Granted, he was a captain. He could not deny that experience in the complexities of starbase operations lent itself well to the multi-tasking needed to manage a bridge during a crisis. But the circumstances were different.

 

In short, a starship moved.

 

At a starbase, problems were often endemic to a region or arrived unsolicited. With a starship, as Captain Halloway often remarked, one could kick in the warp drive and move on. Those same engines could also drive one headlong into danger.

 

As it was now.

 

Excalibur was moments from overtaking the errant Scorpiad fighter. The Admiral was onhand, but had left the center chair curiously vacant, opting to let Sorehl steer the action of his crew.

 

They had performed admirably.

 

Lieutenant Craven had restricted the fighter’s probable path and managed to lock onto a signal emanating from the craft.

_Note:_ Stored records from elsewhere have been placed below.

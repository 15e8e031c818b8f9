//! CLI argument definitions for the azguard installer.
//!
//! This module defines the command-line interface using clap. It is separated
//! from the main entrypoint to keep the binary small and focused on
//! orchestration.

use crate::release::table::{DEFAULT_BASE_URL, DEFAULT_BINARY};
use camino::Utf8PathBuf;
use clap::{Parser, Subcommand};

/// Environment variable naming the bin directory.
pub const BIN_DIR_ENV: &str = "AZGUARD_BIN_DIR";

/// Environment variable naming the release table file.
pub const MANIFEST_ENV: &str = "AZGUARD_MANIFEST";

/// Install the prebuilt azguard binary.
#[derive(Parser, Debug)]
#[command(name = "azguard-installer")]
#[command(version, about)]
#[command(long_about = concat!(
    "Install the prebuilt azguard binary.\n\n",
    "The installer picks the archive for this host from a release table, ",
    "downloads it over HTTPS, checks its SHA-256 digest, extracts the azguard ",
    "executable, places it in a bin directory, and runs `azguard --version` ",
    "to confirm it works. Any failure aborts the install and keeps the ",
    "previous binary.\n\n",
    "Release tables come from --manifest, then AZGUARD_MANIFEST, then ",
    "release.toml in the azguard config directory, then the table built into ",
    "the installer. Use `pin` to create one from a release's checksums file.",
))]
#[command(after_help = concat!(
    "SUPPORTED PLATFORMS:\n",
    "  darwin-arm64, darwin-amd64, linux-arm64, linux-amd64\n\n",
    "EXAMPLES:\n",
    "  Pin the release checksums into a table:\n",
    "    $ azguard-installer pin --checksums azguard_1.0.0_checksums.txt -o release.toml\n\n",
    "  Install using that table:\n",
    "    $ azguard-installer --manifest release.toml\n\n",
    "  Install into a custom directory:\n",
    "    $ azguard-installer --manifest release.toml --bin-dir /usr/local/bin\n\n",
    "  Show what would be installed:\n",
    "    $ azguard-installer --manifest release.toml --dry-run\n\n",
    "  List the table's targets as JSON:\n",
    "    $ azguard-installer targets --manifest release.toml --json\n\n",
    "For more information, see: https://github.com/cdobratz/AzGuard",
))]
pub struct Cli {
    /// Subcommand to execute.
    #[command(subcommand)]
    pub command: Option<Command>,

    /// Install arguments (used when no subcommand is given).
    #[command(flatten)]
    pub install: InstallArgs,
}

/// Available subcommands.
#[derive(Subcommand, Debug, Clone)]
pub enum Command {
    /// Install azguard (default when no subcommand given).
    Install(InstallArgs),

    /// List the release table's targets.
    Targets(TargetsArgs),

    /// Create a release table from a published checksums file.
    Pin(PinArgs),
}

/// Arguments for the install command.
#[derive(Parser, Debug, Clone, Default)]
pub struct InstallArgs {
    /// Directory to install azguard into [default: platform-specific].
    #[arg(short, long, value_name = "DIR", env = BIN_DIR_ENV)]
    pub bin_dir: Option<Utf8PathBuf>,

    /// Release table to install from.
    #[arg(short, long, value_name = "FILE", env = MANIFEST_ENV)]
    pub manifest: Option<Utf8PathBuf>,

    /// Release version to install [default: the table's version].
    #[arg(short, long, value_name = "VERSION")]
    pub release: Option<String>,

    /// Resolve the download and exit without fetching or writing anything.
    #[arg(long)]
    pub dry_run: bool,

    /// Increase log verbosity (repeatable: -v, -vv).
    #[arg(
        short,
        long = "verbose",
        alias = "verbosity",
        action = clap::ArgAction::Count,
        conflicts_with = "quiet"
    )]
    pub verbosity: u8,

    /// Suppress progress output (errors still shown).
    #[arg(short, long, conflicts_with = "verbosity")]
    pub quiet: bool,
}

/// Arguments for the targets command.
#[derive(Parser, Debug, Clone, Default)]
pub struct TargetsArgs {
    /// Release table to list.
    #[arg(short, long, value_name = "FILE", env = MANIFEST_ENV)]
    pub manifest: Option<Utf8PathBuf>,

    /// Output in JSON format for scripting.
    #[arg(long)]
    pub json: bool,
}

/// Arguments for the pin command.
#[derive(Parser, Debug, Clone)]
pub struct PinArgs {
    /// Checksums file published with the release.
    #[arg(short, long, value_name = "FILE")]
    pub checksums: Utf8PathBuf,

    /// Release version [default: read from the checksums file name].
    #[arg(short, long, value_name = "VERSION")]
    pub release: Option<String>,

    /// Write the table here instead of standard output.
    #[arg(short, long, value_name = "FILE")]
    pub output: Option<Utf8PathBuf>,

    /// Executable name inside the archives.
    #[arg(long, value_name = "NAME", default_value = DEFAULT_BINARY)]
    pub binary: String,

    /// Base URL the release archives are served from.
    #[arg(long, value_name = "URL", default_value = DEFAULT_BASE_URL)]
    pub base_url: String,
}

impl Cli {
    /// Returns the effective install arguments.
    ///
    /// If an `Install` subcommand was provided, returns those arguments.
    /// Otherwise returns the flattened top-level arguments.
    #[must_use]
    pub fn install_args(&self) -> &InstallArgs {
        match &self.command {
            Some(Command::Install(args)) => args,
            Some(Command::Targets(_) | Command::Pin(_)) | None => &self.install,
        }
    }
}

#[cfg(test)]
#[path = "cli_tests.rs"]
mod tests;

Gravimetric charges were loaded in the forward tubes. Ensign Ramson was standing by in the modified fighter, ready to launch in aid of the intercept. Lieutenant Laarell was guiding Excalibur in for a sweeping pass of the now-stationary target. Unfortunately, the science team had been unable to provide biological samples from the damaged lab, which might have proven useful in the coming encounter.

 

There were only moments to go.

 

It was not clear why the Scorpiad fighter had emerged from subspace before reaching the wormhole. Perhaps it had scanned their pursuit, concerned about bringing an unknown toward their fleet position.

 

It had increased their chance of recovering the missing crewmen. Had the Scorpiad craft continued on its previous course, Sorehl would have advised that they break off. With the dispassion of logic, it was clear they should not risk the ship for four officers, however valuable. Their resources in the Gamma Quadrant were now too limited to waste in a vain demonstration of loyalty.

 

Emotions aside, dedicated officers would understand being left to their fate.

 

But it would not come to that.

 

The question now was how to disable or destroy the Scorpiad craft without killing their own people. Basically the same problem he’d been wrestling for three weeks. The answer had taken on a new urgency.

 

“Shields up,” he ordered, without inflection. Whether the Scorpiad intended it or not, they were about to see just what one ship’s moving could do.